WELLFLEET — Steven Kopits turned in select board nomination papers on Monday, along with challenger Sheila Lyons and incumbents John Wolf and Tim Sayre. The four will vie for two three-year seats in the voting slated for Monday, April 29.
Kopits told the Independent he decided to run because he believes he can right Wellfleet’s ship. Currently vice chair of the cable advisory committee, Kopits has worked in finance, primarily as a market researcher and consultant in the energy industry.
“I felt it is a good time to put someone in there who understands organization, finance, and accounting,” he said. “It is clear that the current structure and organization of town administration is not stable.”
Kopits moved to Wellfeet in 2020 after splitting his time between here and Princeton, N.J. In 2014, he founded a consulting firm, Princeton Energy Advisors. He writes blog posts on topics ranging from oil to immigration and is listed as the firm’s sole staff member.
The Princeton Energy Advisors website says it serves “hedge funds, high net worth individuals and family offices. Our clients typically hold more than $100 million in E&P equities or oil futures and derivative projects… They turn to us for different, but related, reasons.”
Kopits previously did energy market research and worked as an investment banker with Dahlman Rose & Co., where he focused on raising capital for oil field technology companies.

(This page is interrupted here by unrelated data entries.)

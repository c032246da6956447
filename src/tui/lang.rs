//! User-facing display strings, English and Chinese.

use std::fmt;
use std::str::FromStr;

/// Display language for labels on the fretboard and status line.
#[derive(Debug, Clone, Copy, PartialEq, Eq)]
pub enum Lang {
    En,
    Zh,
}

impl Lang {
    pub fn toggled(self) -> Lang {
        match self {
            Lang::En => Lang::Zh,
            Lang::Zh => Lang::En,
        }
    }

    pub fn tag(self) -> &'static str {
        match self {
            Lang::En => "en",
            Lang::Zh => "zh",
        }
    }

    /// Label shown at an open-string position.
    pub fn open_label(self) -> &'static str {
        match self {
            Lang::En => "Open",
            Lang::Zh => "空弦",
        }
    }

    /// Fingering legend under the fretboard.
    pub fn legend(self) -> &'static str {
        match self {
            Lang::En => "Numbers inside dots indicate recommended fingering (1=Index, 4=Pinky).",
            Lang::Zh => "圆点内的数字代表推荐指法 (1=食指, 4=小指)。",
        }
    }

    pub fn major_label(self) -> &'static str {
        match self {
            Lang::En => "major",
            Lang::Zh => "大调",
        }
    }

    pub fn shape_suffix(self) -> &'static str {
        match self {
            Lang::En => "-shape",
            Lang::Zh => "-型",
        }
    }

    pub fn position_label(self) -> &'static str {
        match self {
            Lang::En => "Position",
            Lang::Zh => "把位",
        }
    }
}

impl fmt::Display for Lang {
    fn fmt(&self, f: &mut fmt::Formatter<'_>) -> fmt::Result {
        f.write_str(self.tag())
    }
}

impl FromStr for Lang {
    type Err = String;

    fn from_str(s: &str) -> Result<Self, Self::Err> {
        match s.trim().to_ascii_lowercase().as_str() {
            "en" => Ok(Lang::En),
            "zh" => Ok(Lang::Zh),
            other => Err(format!("unknown language: {other} (en|zh)")),
        }
    }
}

#[cfg(test)]
mod tests {
    use super::*;

    #[test]
    fn toggle_round_trips() {
        assert_eq!(Lang::En.toggled(), Lang::Zh);
        assert_eq!(Lang::Zh.toggled().toggled(), Lang::Zh);
    }

    #[test]
    fn parse_tags() {
        assert_eq!("en".parse::<Lang>(), Ok(Lang::En));
        assert_eq!("ZH".parse::<Lang>(), Ok(Lang::Zh));
        assert!("fr".parse::<Lang>().is_err());
    }

    #[test]
    fn labels_differ_per_language() {
        assert_ne!(Lang::En.open_label(), Lang::Zh.open_label());
        assert_ne!(Lang::En.legend(), Lang::Zh.legend());
    }
}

He said he has diagnosed the select board’s dysfunction as a symptom of weak financial systems. “The edifice is collapsing from the foundations up, not from the top down,” Kopits said. Kopits cited a squabble between members Ryan Curley and Michael DeVasto at the April 2023 town meeting, where the two debated how to fund a harbor master plan.

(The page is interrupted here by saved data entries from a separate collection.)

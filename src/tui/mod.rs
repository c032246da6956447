//! TUI — key selector, transport, fretboard display, and the auto-advance
//! playback loop.
//!
//! The App owns all state: selected key, generated sequence, playing flag,
//! tempo, and the optional audio engine. Everything mutates in response to
//! discrete key or timer events on this one thread.

pub mod fretboard;
pub mod keybindings;
pub mod lang;

pub use fretboard::{board_lines, chord_title, FretWindow};
pub use keybindings::{map_key, Action};
pub use lang::Lang;

use std::io;
use std::time::{Duration, Instant};

use crossterm::event::{self, Event as CrosstermEvent, KeyEventKind};
use ratatui::layout::{Alignment, Constraint, Direction, Layout, Rect};
use ratatui::style::{Color, Modifier, Style};
use ratatui::text::{Line, Span};
use ratatui::widgets::{Block, Borders, Clear, Paragraph, Wrap};
use ratatui::Frame;

use crate::audio::{render_strum, AudioEngine, StrumSpeed};
use crate::theory::{ChordSequence, Note};

/// Auto-advance interval bounds and step, in milliseconds.
pub const TEMPO_MIN_MS: u64 = 500;
pub const TEMPO_MAX_MS: u64 = 4000;
pub const TEMPO_STEP_MS: u64 = 100;
pub const TEMPO_DEFAULT_MS: u64 = 2000;

/// Event poll timeout — keeps the loop live for the playback timer.
const POLL_MS: u64 = 16;

/// The main TUI application state.
pub struct App {
    sequence: ChordSequence,
    is_playing: bool,
    tempo_ms: u64,
    strum_speed: StrumSpeed,
    lang: Lang,
    muted: bool,
    help_visible: bool,
    should_quit: bool,
    audio: Option<AudioEngine>,
    /// Deadline for the next auto-advance; None while stopped.
    next_advance: Option<Instant>,
}

impl App {
    /// Create the app for a starting key. Audio is best-effort: with no
    /// output device the app runs silent.
    pub fn new(key: Note, tempo_ms: u64, strum_speed: StrumSpeed, lang: Lang) -> Self {
        Self {
            sequence: ChordSequence::for_key(key),
            is_playing: false,
            tempo_ms: tempo_ms.clamp(TEMPO_MIN_MS, TEMPO_MAX_MS),
            strum_speed,
            lang,
            muted: false,
            help_visible: false,
            should_quit: false,
            audio: AudioEngine::new().ok(),
            next_advance: None,
        }
    }

    #[cfg(test)]
    fn without_audio(key: Note) -> Self {
        Self {
            sequence: ChordSequence::for_key(key),
            is_playing: false,
            tempo_ms: TEMPO_DEFAULT_MS,
            strum_speed: StrumSpeed::Slow,
            lang: Lang::En,
            muted: false,
            help_visible: false,
            should_quit: false,
            audio: None,
            next_advance: None,
        }
    }

    /// Event loop: draw, poll input, run the playback timer.
    pub fn run(
        &mut self,
        terminal: &mut ratatui::Terminal<impl ratatui::backend::Backend>,
    ) -> io::Result<()> {
        while !self.should_quit {
            terminal
                .draw(|frame| self.draw(frame))
                .map_err(|e| io::Error::other(e.to_string()))?;

            if event::poll(Duration::from_millis(POLL_MS))? {
                if let CrosstermEvent::Key(key) = event::read()? {
                    if key.kind == KeyEventKind::Press {
                        if let Some(action) = map_key(key) {
                            self.handle_action(action);
                        }
                    }
                }
            }

            self.advance_if_due();
        }

        // Leave nothing ringing after teardown.
        if let Some(engine) = &mut self.audio {
            let _ = engine.stop();
        }
        Ok(())
    }

    pub fn handle_action(&mut self, action: Action) {
        match action {
            Action::Quit => self.should_quit = true,
            Action::TogglePlayback => self.toggle_playback(),
            Action::NextChord => {
                self.sequence.next();
                self.strum_current();
            }
            Action::PrevChord => {
                self.sequence.prev();
                self.strum_current();
            }
            Action::TempoUp => self.set_tempo(self.tempo_ms.saturating_add(TEMPO_STEP_MS)),
            Action::TempoDown => self.set_tempo(self.tempo_ms.saturating_sub(TEMPO_STEP_MS)),
            Action::SelectKey(key) => self.select_key(key),
            Action::NextKey => self.select_key(self.sequence.key().next()),
            Action::PrevKey => self.select_key(self.sequence.key().prev()),
            Action::ToggleSharp => {
                let key = self.sequence.key();
                if key.has_sharp() {
                    self.select_key(key.next());
                } else if key.is_sharp() {
                    self.select_key(key.prev());
                }
            }
            Action::ToggleStrumSpeed => self.strum_speed = self.strum_speed.toggled(),
            Action::ToggleMute => self.toggle_mute(),
            Action::ToggleLang => self.lang = self.lang.toggled(),
            Action::ToggleHelp => self.help_visible = !self.help_visible,
        }
    }

    /// Selecting a key stops playback. A new key also rebuilds the
    /// sequence at position 0; re-selecting the current key keeps the
    /// position.
    fn select_key(&mut self, key: Note) {
        self.stop_playback();
        if key == self.sequence.key() {
            return;
        }
        self.sequence = ChordSequence::for_key(key);
    }

    fn toggle_playback(&mut self) {
        if self.is_playing {
            self.stop_playback();
        } else {
            self.is_playing = true;
            // Play the current chord immediately, then advance on the timer.
            self.strum_current();
            self.next_advance = Some(Instant::now() + Duration::from_millis(self.tempo_ms));
        }
    }

    fn stop_playback(&mut self) {
        self.is_playing = false;
        self.next_advance = None;
    }

    /// Mute drops master volume to zero on the audio thread; the playback
    /// timer keeps running so unmute rejoins the cycle mid-flight.
    fn toggle_mute(&mut self) {
        self.muted = !self.muted;
        if let Some(engine) = &mut self.audio {
            let volume = if self.muted { 0.0 } else { 1.0 };
            let _ = engine.set_volume(volume);
        }
    }

    /// Clamp and apply a new tempo; a running timer is re-armed from now.
    fn set_tempo(&mut self, tempo_ms: u64) {
        self.tempo_ms = tempo_ms.clamp(TEMPO_MIN_MS, TEMPO_MAX_MS);
        if self.is_playing {
            self.next_advance = Some(Instant::now() + Duration::from_millis(self.tempo_ms));
        }
    }

    /// Playback timer: advance and strum when the deadline passes.
    fn advance_if_due(&mut self) {
        if !self.is_playing {
            return;
        }
        let Some(deadline) = self.next_advance else {
            return;
        };
        if Instant::now() >= deadline {
            self.sequence.next();
            self.strum_current();
            self.next_advance = Some(deadline + Duration::from_millis(self.tempo_ms));
        }
    }

    /// Strum the current chord through the audio engine. No-op when the
    /// sequence is empty or audio is unavailable.
    fn strum_current(&mut self) {
        if self.sequence.is_empty() {
            return;
        }
        let Some(engine) = &mut self.audio else {
            return;
        };
        let samples = render_strum(
            &self.sequence.current().notes,
            self.strum_speed,
            engine.sample_rate(),
            engine.channels(),
        );
        let _ = engine.strum(samples);
    }

    pub fn draw(&mut self, frame: &mut Frame) {
        let area = frame.area();

        let chunks = Layout::default()
            .direction(Direction::Vertical)
            .constraints([
                Constraint::Length(3),  // key selector
                Constraint::Min(12),    // fretboard
                Constraint::Length(1),  // status bar
            ])
            .split(area);

        self.draw_key_selector(frame, chunks[0]);
        self.draw_fretboard(frame, chunks[1]);
        self.draw_status(frame, chunks[2]);

        if self.help_visible {
            self.draw_help(frame, area);
        }
    }

    fn draw_key_selector(&self, frame: &mut Frame, area: Rect) {
        let selected = self.sequence.key();
        let mut spans = Vec::with_capacity(Note::ALL.len() * 2);
        for note in Note::ALL {
            let style = if note == selected {
                Style::default()
                    .fg(Color::Black)
                    .bg(Color::Yellow)
                    .add_modifier(Modifier::BOLD)
            } else {
                Style::default().fg(Color::Gray)
            };
            spans.push(Span::styled(format!(" {:<2}", note.name()), style));
            spans.push(Span::raw(" "));
        }

        let block = Block::default().borders(Borders::ALL).title(" Key ");
        frame.render_widget(Paragraph::new(Line::from(spans)).block(block), area);
    }

    fn draw_fretboard(&self, frame: &mut Frame, area: Rect) {
        let chord = self.sequence.current();
        let title = chord_title(chord, self.lang);
        let block = Block::default()
            .borders(Borders::ALL)
            .title(Span::styled(
                title,
                Style::default()
                    .fg(Color::Yellow)
                    .add_modifier(Modifier::BOLD),
            ));
        let lines = board_lines(chord, self.lang);
        frame.render_widget(Paragraph::new(lines).block(block), area);
    }

    fn draw_status(&self, frame: &mut Frame, area: Rect) {
        let transport = if self.is_playing { "▶" } else { "⏸" };
        let audio = if self.audio.is_none() {
            " · no audio"
        } else if self.muted {
            " · muted"
        } else {
            ""
        };
        let status = format!(
            " {transport}  {}/{}  ·  {:.1}s  ·  strum {}  ·  {}  ·  space play · ←/→ step · ↑/↓ tempo · tab key · h help · q quit{audio}",
            self.sequence.index() + 1,
            self.sequence.len(),
            self.tempo_ms as f64 / 1000.0,
            self.strum_speed,
            self.lang,
        );
        frame.render_widget(
            Paragraph::new(status).style(Style::default().fg(Color::DarkGray)),
            area,
        );
    }

    fn draw_help(&self, frame: &mut Frame, area: Rect) {
        let lines: Vec<Line> = [
            ("space", "play / pause the chord cycle"),
            ("→ / n", "next chord (strums)"),
            ("← / p", "previous chord (strums)"),
            ("↑ / +", "slower cycle (+100 ms)"),
            ("↓ / -", "faster cycle (-100 ms)"),
            ("tab / shift-tab", "next / previous key"),
            ("c d e f g a b", "select a natural key"),
            ("s", "toggle sharp on the current key"),
            ("w", "toggle strum speed (slow/fast)"),
            ("m", "mute / unmute"),
            ("l", "toggle language (en/zh)"),
            ("h / ?", "toggle this help"),
            ("q / esc", "quit"),
        ]
        .iter()
        .map(|(key, desc)| {
            Line::from(vec![
                Span::styled(
                    format!(" {key:<16}"),
                    Style::default()
                        .fg(Color::Yellow)
                        .add_modifier(Modifier::BOLD),
                ),
                Span::raw(desc.to_string()),
            ])
        })
        .collect();

        let height = lines.len() as u16 + 2;
        let width = 52u16.min(area.width);
        let popup = Rect {
            x: area.width.saturating_sub(width) / 2,
            y: area.height.saturating_sub(height) / 2,
            width,
            height: height.min(area.height),
        };

        frame.render_widget(Clear, popup);
        frame.render_widget(
            Paragraph::new(lines)
                .wrap(Wrap { trim: false })
                .alignment(Alignment::Left)
                .block(Block::default().borders(Borders::ALL).title(" Help ")),
            popup,
        );
    }

    pub fn key(&self) -> Note {
        self.sequence.key()
    }

    pub fn tempo_ms(&self) -> u64 {
        self.tempo_ms
    }

    pub fn is_playing(&self) -> bool {
        self.is_playing
    }

    pub fn is_muted(&self) -> bool {
        self.muted
    }

    pub fn sequence(&self) -> &ChordSequence {
        &self.sequence
    }
}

“That is something that should have been done three levels lower,” Kopits said. “Things that should be handled at a lower level tend to bubble and become politicized. It’s not that we have to become more civil, it’s that we have to remove the causes of incivility.”

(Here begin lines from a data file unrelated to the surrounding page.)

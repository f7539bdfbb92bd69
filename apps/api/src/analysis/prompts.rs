// All LLM prompt templates for the analysis module.
// Each template embeds the literal target JSON schema for its call site;
// the shared JSON-only system prompt lives in llm_client::prompts.

/// Resume-structuring prompt. Replace `{resume_text}` before sending.
pub const RESUME_PROMPT_TEMPLATE: &str = r#"Think like you are an expert resume parser. You will be provided with raw scraped text from a candidate's resume in different formats. The information may be unordered, incomplete, or contain noise.
Your task is to analyze this text and return a well-structured JSON object that separates the candidate's personal, educational, and professional information.

RESUME TEXT:
{resume_text}

Return only a JSON object with the following structure (fields may be null or empty arrays if information is not available):
{
  "personal_info": {
    "name": ""
  },
  "education": [
    {
      "degree": "",
      "institution": ""
    }
  ],
  "professional_experience": [
    {
      "job_title": "",
      "company": "",
      "start_date": "",
      "end_date": "",
      "location": "",
      "responsibilities": []
    }
  ],
  "skills": [],
  "certifications": [],
  "projects": []
}"#;

/// Profile-summarization prompt. Replace `{github_data}` before sending.
pub const GITHUB_PROMPT_TEMPLATE: &str = r#"Think like you are an expert GitHub profile analyzer. You will be provided with GitHub user data including user information and repositories with commits.
Your task is to analyze this data and return a well-structured JSON object that summarizes the candidate's GitHub activity, inferred skills, activity level, and other insights.

GITHUB DATA:
{github_data}

Return only a JSON object with the following structure (fields may be null or empty if information is not available):
{
  "summary": "",
  "skills_inferred": [],
  "activity_level": "",
  "top_repositories": [
    {
      "name": "",
      "description": "",
      "commits_count": 0,
      "last_commit_date": ""
    }
  ],
  "commit_patterns": "",
  "languages_used": [],
  "overall_rating": ""
}"#;

/// Final credibility prompt. Replace `{resume_analysis}` and `{github_data}`
/// before sending. One round trip both re-derives the GitHub summary and
/// cross-verifies it against the resume, so the schema nests both envelopes.
pub const FINAL_PROMPT_TEMPLATE: &str = r#"Think like you are an expert candidate-credibility analyst. You will be provided with a structured resume analysis and the candidate's raw GitHub data (user info plus repositories with commits).
Your task is to cross-verify the resume claims against the GitHub activity and return a well-structured JSON object.

Input:
Resume Analysis: {resume_analysis}
GitHub Data: {github_data}

Return only a JSON object with the following structure (fields may be null or empty if information is not available):
{
  "github_analysis": {
    "summary": "",
    "skills_inferred": [],
    "activity_level": "",
    "top_repositories": [
      {
        "name": "",
        "description": "",
        "commits_count": 0,
        "last_commit_date": ""
      }
    ],
    "commit_patterns": "",
    "languages_used": [],
    "overall_rating": ""
  },
  "final_analysis": {
    "timestamp": "",
    "overall_credibility_score": 0,
    "detailed_scores": {
      "technology_match_score": 0,
      "project_verification_score": 0,
      "activity_authenticity_score": 0,
      "experience_consistency_score": 0
    },
    "resume_summary": {
      "claimed_skills": [],
      "projects_mentioned": 0,
      "experience_years": 0
    },
    "github_summary": {
      "total_repositories": 0,
      "total_commits": 0,
      "languages_used": [],
      "active_since": ""
    },
    "verification_results": {
      "strengths": [],
      "concerns": []
    },
    "detailed_analysis": "",
    "recommendations": []
  }
}

Rules:
1. All scores are integers from 0 to 100.
2. Generate the timestamp as the current UTC time in ISO format (e.g., "2023-10-01T12:00:00Z").
3. Ground every strength and concern in the provided inputs — do not invent activity that is not in the GitHub data.
4. Return the complete object including the nested "github_analysis" and "final_analysis" keys."#;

Kopits listed other “quantitative” goals: “I would like to see the board’s workload decrease by 60 percent and the stress levels to fall by about 70 percent.” Kopits would also like to find a way not to pay the $4.5-million fee imposed by the Army Corps of Engineers to dredge the harbor. “The board should have figured out a way to handle that,” he said.
He said he wants to find ways to avoid asking residents for money, naming the affordable housing initiatives at 95 Lawrence Road and Maurice’s Campground as “very large, very expensive projects.”
“I am broadly supportive of helping people afford housing, but you have to be very careful,” Kopits said.
He is sometimes cited as an expert in right-wing news sources including Breitbart, the Epoch Times, and the Washington Examiner, as well as more mainstream outlets like CNBC. “I am in the press fairly often,” Kopits said.
He said he would place himself just right of center. “I’m not a Communist, I can tell you that,” he said. “The Communists all think I am a fascist, and the fascists think I am a Communist. What I am is a good technical analyst.”
In his most recent blog post, dated March 7, Kopits forecasts the number of “illegal immigrants” and “got-a-ways” — migrants who elude the border patrol, according to Kopits — that will arrive in the U.S. in 2024. According to the post, Kopits’s predictions are based on statistics from Customs and Border Protection and the House Judiciary Committee’s October 2023 report, “The Biden Border Crisis.” (“Well worth reading for the outrage alone,” Kopits wrote.)
Kopits said his political leanings would be an asset on the select board. “To me, conservative means that you are involved with your community,” he said. “Liberal is about the individual, and conservative is about the group. If you are going for the select board, you are prioritizing the concerns of the group.”